Remembering Colt ... Talk of the Colt building these days brings back a cherished boyhood memory, when Dear Old Dad would take us on the Lake Street car to go and see it. We’d get off at Marion and walk the half block west and stop to gaze and gasp.

Dad would put his arm on my shoulder and say, "There it is, Jim, the building time forgot." I never forgot.

"It’s art deco," he said many times. I didn’t have the gumption to ask what that was but knew it was special.

The whole family would go. We’d take our lunch and munch it while watching from across the street. Sometimes the peanut butter would not go down easily, as a certain constriction took over the throat—constriction at construction, of a truly wonderful building.

How different today, when to stand on that spot is to witness another construction in progress, of luxury condominiums for big spenders who one day might walk the New Street to Metra—will they call it "New," making every other street sound old?—and while they’re at it will help fund police, fire and trash-collection services beyond our dreams, not to mention schools, parks, and library.

But there are days when I could care less about that, when I look at such an ugly construction site and think that one day such would occur on the ruins of our beloved Colt.

Even today I meet or hear of visitors from abroad who have heard about our Colt and want to see it. "We came to see the Colt," they say, and are aghast at the news that the village quibbles at spending five-plus million to buy and restore it. They return to their native lands shaking their heads.

One can only ask, plaintively, is there a Cicero in our midst who can stand up and ask, "How long, how long, Oh Taxman, will you abuse our patience with your regressive views on Colt, insisting on the letter of a contract imprudently signed by village fathers and mothers a few short months ago?"

Is there a Balzac who can sprinkle our walls with a reproachful "J’accuse!"—thus to finger the perpetrators of sacrilege in our midst? And for what? To enlarge our tax base!

Finally, is there a Patrick Henry who can tell our burgesses, as he told those of Virginia about something else in 1775, "I know not what course others may take, but as for me, give me Colt or give me nothing!"? I ask you.

Weaponry ... Meanwhile, on another front entirely, a soft but persistent voice suggests to some citizens that even with excellent emergency response by police, there may be something walkers and riders can do to fend off harm. With that in mind, they consider gaps in Oak Park’s weapons ordinances.
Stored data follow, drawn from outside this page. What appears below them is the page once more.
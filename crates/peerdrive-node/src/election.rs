//! Master election.
//!
//! Every device of a user computes the master from its own directory snapshot
//! with no messages exchanged: the smallest address wins. Devices holding the
//! same snapshot therefore always agree.

use peerdrive_dht::PeerAddress;

/// Pick the master among `candidates`. `None` for an empty set.
pub fn elect_master<'a>(candidates: impl IntoIterator<Item = &'a PeerAddress>) -> Option<&'a PeerAddress> {
    candidates.into_iter().min()
}

/// Whether `own` wins the election among `candidates`.
pub fn is_master<'a>(own: &PeerAddress, candidates: impl IntoIterator<Item = &'a PeerAddress>) -> bool {
    elect_master(candidates) == Some(own)
}

#[cfg(test)]
mod tests {
    use super::*;
    use peerdrive_dht::PeerId;
    use proptest::prelude::*;

    fn addr(id: u8, port: u16) -> PeerAddress {
        PeerAddress::new(
            PeerId::from_bytes([id; 32]),
            format!("10.0.0.1:{port}").parse().unwrap(),
        )
    }

    #[test]
    fn test_empty_has_no_master() {
        let none: [PeerAddress; 0] = [];
        assert!(elect_master(&none).is_none());
        assert!(!is_master(&addr(1, 1), &none));
    }

    #[test]
    fn test_peer_id_decides_before_socket() {
        let candidates = [addr(2, 1), addr(1, 9000)];
        assert_eq!(elect_master(&candidates), Some(&addr(1, 9000)));
    }

    #[test]
    fn test_same_id_falls_back_to_socket() {
        let candidates = [addr(1, 9001), addr(1, 9000)];
        assert!(is_master(&addr(1, 9000), &candidates));
    }

    proptest! {
        #[test]
        fn prop_order_independent(ids in proptest::collection::vec(any::<u8>(), 1..16), rotate in 0usize..16) {
            let forward: Vec<PeerAddress> = ids.iter().map(|id| addr(*id, 9400)).collect();
            let mut rotated = forward.clone();
            let len = rotated.len();
            rotated.rotate_left(rotate % len);
            rotated.reverse();

            prop_assert_eq!(elect_master(&forward), elect_master(&rotated));
        }

        #[test]
        fn prop_exactly_one_master(ids in proptest::collection::btree_set(any::<u8>(), 1..16)) {
            let candidates: Vec<PeerAddress> = ids.iter().map(|id| addr(*id, 9400)).collect();
            let masters = candidates.iter().filter(|c| is_master(c, &candidates)).count();
            prop_assert_eq!(masters, 1);
        }
    }
}
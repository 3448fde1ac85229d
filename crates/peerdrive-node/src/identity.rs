//! Persistent device identity.
//!
//! A node keeps a random 32-byte key in `<data_dir>/identity.key` (hex). The
//! [`PeerId`] is the hash of that key, so it survives restarts.

use std::path::Path;

use peerdrive_dht::PeerId;
use rand::RngCore;
use tracing::info;

use crate::error::{Error, Result};

const IDENTITY_FILE: &str = "identity.key";

/// Load the device key from `data_dir`, creating one on first start.
pub fn load_or_create(data_dir: &Path) -> Result<PeerId> {
    let path = data_dir.join(IDENTITY_FILE);

    if path.exists() {
        let raw = std::fs::read_to_string(&path)?;
        let key = hex::decode(raw.trim())
            .map_err(|e| Error::Config(format!("corrupt identity file {}: {e}", path.display())))?;
        return Ok(PeerId::from_public_key(&key));
    }

    std::fs::create_dir_all(data_dir)?;
    let mut key = [0u8; 32];
    rand::thread_rng().fill_bytes(&mut key);
    std::fs::write(&path, hex::encode(key))?;

    let peer_id = PeerId::from_public_key(&key);
    info!("Created device identity {}", peer_id);
    Ok(peer_id)
}

#[cfg(test)]
mod tests {
    use super::*;

    #[test]
    fn test_identity_is_stable_across_loads() {
        let dir = tempfile::tempdir().unwrap();
        let first = load_or_create(dir.path()).unwrap();
        let second = load_or_create(dir.path()).unwrap();
        assert_eq!(first, second);
    }

    #[test]
    fn test_distinct_directories_get_distinct_ids() {
        let a = tempfile::tempdir().unwrap();
        let b = tempfile::tempdir().unwrap();
        assert_ne!(load_or_create(a.path()).unwrap(), load_or_create(b.path()).unwrap());
    }

    #[test]
    fn test_corrupt_identity_is_rejected() {
        let dir = tempfile::tempdir().unwrap();
        std::fs::write(dir.path().join(IDENTITY_FILE), "not hex").unwrap();
        assert!(matches!(load_or_create(dir.path()), Err(Error::Config(_))));
    }
}
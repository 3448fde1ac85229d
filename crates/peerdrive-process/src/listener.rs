//! Completion notifications.

use std::sync::atomic::{AtomicUsize, Ordering};
use std::sync::Arc;

use parking_lot::Mutex;

use crate::RollbackReason;

/// Observer of a [`Process`](crate::Process) or of one of its components.
///
/// Exactly one of `on_succeeded`/`on_failed` is delivered, followed by
/// `on_finished`. Callbacks run on the task that finished the process and
/// should not block.
pub trait ProcessListener: Send + Sync {
    fn on_succeeded(&self) {}

    fn on_failed(&self, _reason: &RollbackReason) {}

    fn on_finished(&self) {}
}

#[derive(Default)]
struct NotifierState {
    listeners: Vec<Arc<dyn ProcessListener>>,
    outcome: Option<Result<(), RollbackReason>>,
}

/// Ordered listener list plus the terminal outcome, for replay to late listeners.
#[derive(Default)]
pub(crate) struct Notifier {
    state: Mutex<NotifierState>,
}

impl Notifier {
    /// Attach a listener, replaying the outcome at once if there is one.
    pub(crate) fn attach(&self, listener: Arc<dyn ProcessListener>) {
        let outcome = {
            let mut state = self.state.lock();
            match &state.outcome {
                Some(outcome) => outcome.clone(),
                None => {
                    state.listeners.push(listener);
                    return;
                }
            }
        };
        deliver(listener.as_ref(), &outcome);
    }

    /// Record the outcome and notify every attached listener in order.
    /// Returns false, notifying nobody, if an outcome was already recorded.
    pub(crate) fn complete(&self, outcome: Result<(), RollbackReason>) -> bool {
        let listeners = {
            let mut state = self.state.lock();
            if state.outcome.is_some() {
                return false;
            }
            state.outcome = Some(outcome.clone());
            std::mem::take(&mut state.listeners)
        };
        for listener in &listeners {
            deliver(listener.as_ref(), &outcome);
        }
        true
    }

    pub(crate) fn outcome(&self) -> Option<Result<(), RollbackReason>> {
        self.state.lock().outcome.clone()
    }
}

fn deliver(listener: &dyn ProcessListener, outcome: &Result<(), RollbackReason>) {
    match outcome {
        Ok(()) => listener.on_succeeded(),
        Err(reason) => listener.on_failed(reason),
    }
    listener.on_finished();
}

/// Listener that counts what it was told. Used by blocking callers and tests.
#[derive(Debug, Default)]
pub struct RecordingListener {
    succeeded: AtomicUsize,
    failed: AtomicUsize,
    finished: AtomicUsize,
    reason: Mutex<Option<RollbackReason>>,
}

impl RecordingListener {
    pub fn has_succeeded(&self) -> bool {
        self.succeeded_count() > 0
    }

    pub fn has_failed(&self) -> bool {
        self.failed_count() > 0
    }

    pub fn has_finished(&self) -> bool {
        self.finished_count() > 0
    }

    pub fn succeeded_count(&self) -> usize {
        self.succeeded.load(Ordering::SeqCst)
    }

    pub fn failed_count(&self) -> usize {
        self.failed.load(Ordering::SeqCst)
    }

    pub fn finished_count(&self) -> usize {
        self.finished.load(Ordering::SeqCst)
    }

    /// The reason delivered with `on_failed`, if any.
    pub fn failure_reason(&self) -> Option<RollbackReason> {
        self.reason.lock().clone()
    }
}

impl ProcessListener for RecordingListener {
    fn on_succeeded(&self) {
        self.succeeded.fetch_add(1, Ordering::SeqCst);
    }

    fn on_failed(&self, reason: &RollbackReason) {
        *self.reason.lock() = Some(reason.clone());
        self.failed.fetch_add(1, Ordering::SeqCst);
    }

    fn on_finished(&self) {
        self.finished.fetch_add(1, Ordering::SeqCst);
    }
}

/// Runs a closure once the process finished, whatever the outcome.
pub struct OnFinished<F>(pub F);

impl<F> ProcessListener for OnFinished<F>
where
    F: Fn() + Send + Sync,
{
    fn on_finished(&self) {
        (self.0)()
    }
}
There’s no mention of Mace, pepper spray, stun gun, or Taser. Knife and blackjack are mentioned only in connection with pawnbrokers, who must not keep either around. Air gun or bow-and-arrow or any other projectile-firing mechanism are ruled out for use, except arrows on a range supervised by the board of ed or park district—Ridgeland Commons on a slow day?—and blanks fired on stage, presumably for scary or other effect.

That leaves Mace, pepper spray, stun gun, Taser, knife, blackjack. The pepper sprays are good for eight feet, says TBO Tech-dot-com, the Taser for 15, the stun gun for no feet: you have to touch someone to stun him. It comes disguised as umbrella or flashlight or something else if the citizen wishes. Years ago on the West Side, a friend of mine in the projects said she had a friend who had to wait at night for a bus at Halsted and Lake. In her muff she hid a small pistol. The man who asked her for a match was a dead man. Maybe a spray or Taser shot would do it now, even in Oak Park.